Molecular dynamics simulations of the Ca2+-pump: a structural analysis

Abstract

We report large scale molecular dynamics computer simulations, ∼100 ns, of the ion pump Ca²⁺-ATPase immersed in a 1-palmitoyl-2-oleoyl-sn-glycero-3-phosphocholine (POPC) bilayer. The structure simulated here, E1, one of the several conformations resolved using X-ray diffraction techniques, hosts two Ca²⁺-ions in the hydrophobic domain. Our results indicate that protonated residues lead to stronger ion–residue interactions, supporting previous conclusions regarding the sensitivity of the Ca²⁺ behaviour to the protonated state of the amino acid binding sites. We also investigate how the protein perturbs the bilayer structure. We show that the POPC bilayer is ∼12% thinner than the pure bilayer, near the protein surface. This perturbation decays exponentially with the distance from the protein with a characteristic decay length of 0.8 nm.
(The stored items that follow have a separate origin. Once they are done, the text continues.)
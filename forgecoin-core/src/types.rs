//! Transaction and block types shared by every component.
//!
//! Hash preimages are canonical compact JSON with a fixed field order, so
//! serde struct-field order below is load-bearing: `txid` covers
//! `{sender, receiver, amount, fee, nonce, timestamp}` and the block hash
//! covers `{index, previous_hash, merkle_root, timestamp, nonce,
//! difficulty, miner_address}`.

use serde::{Deserialize, Serialize};

use crate::constants::{COINBASE_SENDER, GENESIS_PREVIOUS_HASH, GENESIS_TIMESTAMP};
use crate::crypto::{mac_hex, sha256_hex, verify_mac};
use crate::error::ChainError;
use crate::merkle;

/// A transfer between two accounts, or a coinbase reward.
#[derive(Debug, Clone, PartialEq, Serialize, Deserialize)]
pub struct Transaction {
    pub sender: String,
    pub receiver: String,
    pub amount: f64,
    pub fee: f64,
    /// Per-sender sequence number; must equal the sender's account nonce.
    pub nonce: u64,
    /// Seconds since the Unix epoch at creation time.
    pub timestamp: f64,
    /// Keyed MAC over the txid; empty for coinbase transactions.
    #[serde(default)]
    pub signature: String,
    pub txid: String,
}

/// Canonical hash preimage of a transaction. Field order is the wire contract.
#[derive(Serialize)]
struct TxPreimage<'a> {
    sender: &'a str,
    receiver: &'a str,
    amount: f64,
    fee: f64,
    nonce: u64,
    timestamp: f64,
}

impl Transaction {
    /// Creates an unsigned transaction and fills in its txid.
    pub fn new(
        sender: impl Into<String>,
        receiver: impl Into<String>,
        amount: f64,
        fee: f64,
        nonce: u64,
        timestamp: f64,
    ) -> Self {
        let mut tx = Transaction {
            sender: sender.into(),
            receiver: receiver.into(),
            amount,
            fee,
            nonce,
            timestamp,
            signature: String::new(),
            txid: String::new(),
        };
        tx.txid = tx.compute_txid();
        tx
    }

    /// Creates the reward transaction for a mined block.
    pub fn coinbase(miner: impl Into<String>, reward: f64, timestamp: f64) -> Self {
        Transaction::new(COINBASE_SENDER, miner, reward, 0.0, 0, timestamp)
    }

    /// Hash of the canonical serialization of everything except the signature.
    pub fn compute_txid(&self) -> String {
        let preimage = TxPreimage {
            sender: &self.sender,
            receiver: &self.receiver,
            amount: self.amount,
            fee: self.fee,
            nonce: self.nonce,
            timestamp: self.timestamp,
        };
        sha256_hex(&serde_json::to_string(&preimage).unwrap_or_default())
    }

    /// Signs the transaction with the sender's key material.
    pub fn sign(&mut self, key: &str) {
        self.signature = mac_hex(key, &self.txid);
    }

    pub fn is_coinbase(&self) -> bool {
        self.sender == COINBASE_SENDER
    }

    /// Verifies the keyed MAC against the sender address.
    pub fn verify_signature(&self) -> bool {
        if self.signature.is_empty() {
            return false;
        }
        verify_mac(&self.sender, &self.txid, &self.signature)
    }

    /// Structural validation, independent of any account state.
    pub fn check_well_formed(&self) -> Result<(), ChainError> {
        if !self.amount.is_finite() || !self.fee.is_finite() {
            return Err(ChainError::BadTransaction(
                "amount and fee must be finite".into(),
            ));
        }
        if self.amount < 0.0 {
            return Err(ChainError::BadTransaction("amount cannot be negative".into()));
        }
        if self.fee < 0.0 {
            return Err(ChainError::BadTransaction("fee cannot be negative".into()));
        }
        if self.sender == self.receiver {
            return Err(ChainError::BadTransaction(
                "sender and receiver must differ".into(),
            ));
        }
        if self.txid != self.compute_txid() {
            return Err(ChainError::BadTransaction("txid does not match contents".into()));
        }
        if self.is_coinbase() {
            if !self.signature.is_empty() {
                return Err(ChainError::BadTransaction(
                    "coinbase must be unsigned".into(),
                ));
            }
            if self.nonce != 0 || self.fee != 0.0 {
                return Err(ChainError::BadTransaction(
                    "coinbase must carry nonce 0 and no fee".into(),
                ));
            }
        } else {
            if self.amount <= 0.0 {
                return Err(ChainError::BadTransaction("amount must be positive".into()));
            }
            if !self.verify_signature() {
                return Err(ChainError::BadSignature);
            }
        }
        Ok(())
    }
}

impl std::fmt::Display for Transaction {
    fn fmt(&self, f: &mut std::fmt::Formatter<'_>) -> std::fmt::Result {
        write!(
            f,
            "{} -> {} amount={} fee={} nonce={}",
            self.sender, self.receiver, self.amount, self.fee, self.nonce
        )
    }
}

/// One block of the chain.
#[derive(Debug, Clone, PartialEq, Serialize, Deserialize)]
pub struct Block {
    pub index: u64,
    pub previous_hash: String,
    /// Ordered transactions; the first entry of a non-genesis block is the coinbase.
    pub transactions: Vec<Transaction>,
    pub timestamp: f64,
    /// Proof-of-Work nonce, varied by the miner.
    pub nonce: u64,
    /// Required number of leading hex zeros of `hash`.
    pub difficulty: u32,
    pub merkle_root: String,
    /// Recipient of the coinbase reward.
    pub miner_address: String,
    pub hash: String,
}

/// Canonical hash preimage of a block header. Field order is the wire contract.
#[derive(Serialize)]
struct HeaderPreimage<'a> {
    index: u64,
    previous_hash: &'a str,
    merkle_root: &'a str,
    timestamp: f64,
    nonce: u64,
    difficulty: u32,
    miner_address: &'a str,
}

impl Block {
    /// Builds a block at nonce 0 with its Merkle root and hash filled in.
    pub fn new(
        index: u64,
        transactions: Vec<Transaction>,
        previous_hash: impl Into<String>,
        timestamp: f64,
        difficulty: u32,
        miner_address: impl Into<String>,
    ) -> Self {
        let merkle_root = merkle::merkle_root(&transactions);
        let mut block = Block {
            index,
            previous_hash: previous_hash.into(),
            transactions,
            timestamp,
            nonce: 0,
            difficulty,
            merkle_root,
            miner_address: miner_address.into(),
            hash: String::new(),
        };
        block.hash = block.compute_hash();
        block
    }

    /// The fixed genesis block every node starts from.
    pub fn genesis(difficulty: u32) -> Self {
        Block::new(
            0,
            Vec::new(),
            GENESIS_PREVIOUS_HASH,
            GENESIS_TIMESTAMP,
            difficulty,
            "",
        )
    }

    /// Hash of the canonical header serialization.
    pub fn compute_hash(&self) -> String {
        let preimage = HeaderPreimage {
            index: self.index,
            previous_hash: &self.previous_hash,
            merkle_root: &self.merkle_root,
            timestamp: self.timestamp,
            nonce: self.nonce,
            difficulty: self.difficulty,
            miner_address: &self.miner_address,
        };
        sha256_hex(&serde_json::to_string(&preimage).unwrap_or_default())
    }

    /// Whether `hash` meets the block's own difficulty target.
    pub fn meets_target(&self) -> bool {
        crate::pow::meets_difficulty(&self.hash, self.difficulty)
    }

    /// Sum of fees over non-coinbase transactions.
    pub fn total_fees(&self) -> f64 {
        self.transactions
            .iter()
            .filter(|tx| !tx.is_coinbase())
            .map(|tx| tx.fee)
            .sum()
    }

    /// Structural validation: header integrity, Proof-of-Work, Merkle root
    /// and per-transaction well-formedness. State-dependent checks (nonces,
    /// balances, coinbase amount) belong to the ledger.
    pub fn check_well_formed(&self) -> Result<(), ChainError> {
        if self.hash != self.compute_hash() {
            return Err(ChainError::BadBlock("hash does not match header".into()));
        }
        // Genesis is fixed and exempt from the PoW predicate.
        if self.index > 0 && !self.meets_target() {
            return Err(ChainError::BadPow(self.difficulty));
        }
        if self.merkle_root != merkle::merkle_root(&self.transactions) {
            return Err(ChainError::BadMerkle);
        }
        if self.index == 0 {
            if !self.transactions.is_empty() {
                return Err(ChainError::BadBlock("genesis carries no transactions".into()));
            }
            return Ok(());
        }
        match self.transactions.first() {
            Some(first) if first.is_coinbase() => {}
            _ => {
                return Err(ChainError::BadCoinbase(
                    "first transaction must be the coinbase".into(),
                ))
            }
        }
        if self.transactions.iter().skip(1).any(Transaction::is_coinbase) {
            return Err(ChainError::BadCoinbase("more than one coinbase".into()));
        }
        for tx in &self.transactions {
            tx.check_well_formed()?;
        }
        Ok(())
    }
}

impl std::fmt::Display for Block {
    fn fmt(&self, f: &mut std::fmt::Formatter<'_>) -> std::fmt::Result {
        write!(
            f,
            "block #{} ({} txs, hash {})",
            self.index,
            self.transactions.len(),
            &self.hash[..16.min(self.hash.len())]
        )
    }
}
We find that the projected area per lipid also decreases near the protein. Using an analytical model we show that this change in the area is only apparent and it can be explained by considering the local curvature of the membrane. Our results indicate that the real area per lipid near the protein is not significantly modified with respect to the pure bilayer result. Further our results indicate that the local deformation of the membrane around the protein might be compatible with the enhanced protein activity observed in experiments over a narrow range of membrane thicknesses.